Material provided

//! Model → protocol conversions.

use lens_frontend::{Diagnostic, SourceRange};
use lens_indexer::{Role, UnitEntry};
use lens_model::{DataItem, Edge, EdgeTarget, ProcedureKind, ProcedureNode, ProgramModel};
use lens_protocol::{
    DataItemView, DiagnosticView, EdgeView, Origin, RangeKey, ReferenceRole, SymbolKind,
};

pub(crate) fn range_key(range: &SourceRange) -> RangeKey {
    RangeKey::new(
        range.unit.to_string(),
        range.line,
        range.start_col,
        range.end_line,
        range.end_col,
    )
}

/// Original member and line for text that came in through COPY
pub(crate) fn origin(model: &ProgramModel, range: &SourceRange) -> Option<Origin> {
    let line = model.source.line(range.line)?;
    (line.depth > 0).then(|| Origin {
        file: line.origin.file.clone(),
        line: line.origin.line,
    })
}

pub(crate) fn node_id(unit: &str, key: &str) -> String {
    format!("{unit}/{key}")
}

pub(crate) const fn procedure_kind(kind: ProcedureKind) -> SymbolKind {
    match kind {
        ProcedureKind::Section => SymbolKind::Section,
        ProcedureKind::Paragraph => SymbolKind::Paragraph,
        ProcedureKind::InlinePerform => SymbolKind::InlinePerform,
    }
}

pub(crate) const fn item_kind(item: &DataItem) -> SymbolKind {
    if item.is_condition() {
        SymbolKind::ConditionName
    } else {
        SymbolKind::DataItem
    }
}

pub(crate) const fn reference_role(role: Role) -> ReferenceRole {
    match role {
        Role::Definition => ReferenceRole::Definition,
        Role::Read => ReferenceRole::Read,
        Role::Write => ReferenceRole::Write,
        Role::ReadWrite => ReferenceRole::ReadWrite,
        Role::Perform => ReferenceRole::Perform,
        Role::GoTo => ReferenceRole::GoTo,
        Role::Call => ReferenceRole::Call,
        Role::Clause => ReferenceRole::Clause,
    }
}

pub(crate) fn data_item(item: &DataItem) -> DataItemView {
    DataItemView {
        name: item.name.clone().unwrap_or_else(|| "FILLER".to_string()),
        qualified_name: item.qualified_name(),
        level: item.level,
        picture: item.picture.clone(),
        usage: item.usage.clone(),
        location: range_key(item.definition_range()),
    }
}

pub(crate) fn edge(entry: &UnitEntry, edge: &Edge) -> EdgeView {
    let unit = entry.unit_id();
    let to = match &edge.target {
        EdgeTarget::Resolved { key } => node_id(unit, key),
        other => other.label().to_string(),
    };
    let mut label = format!("{} {}", edge.kind.as_str(), edge.target);
    if let Some(thru) = &edge.thru {
        label.push_str(" thru ");
        label.push_str(&thru.to_string());
    }
    EdgeView {
        from: node_id(unit, &edge.from),
        to,
        kind: edge.kind.as_str().to_string(),
        resolved: edge.target.resolved_key().is_some(),
        label,
        location: range_key(&edge.range),
    }
}

pub(crate) fn diagnostic(model: &ProgramModel, diagnostic: &Diagnostic) -> DiagnosticView {
    DiagnosticView {
        unit: model.unit_id.to_string(),
        kind: diagnostic.kind.as_str().to_string(),
        severity: diagnostic.severity.as_str().to_string(),
        message: diagnostic.message.clone(),
        location: range_key(&diagnostic.range),
        origin: origin(model, &diagnostic.range),
    }
}

/// `SECTION::PARA` → the procedure label shown to users
pub(crate) fn procedure_label(node: &ProcedureNode) -> String {
    match node.kind {
        ProcedureKind::InlinePerform => node.key.clone(),
        _ => node.display_name().to_string(),
    }
}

Your objective
Copy every line of the material in which the word "format" occurs.

Response below
    format!("{unit}/{key}")
    let mut label = format!("{} {}", edge.kind.as_str(), edge.target);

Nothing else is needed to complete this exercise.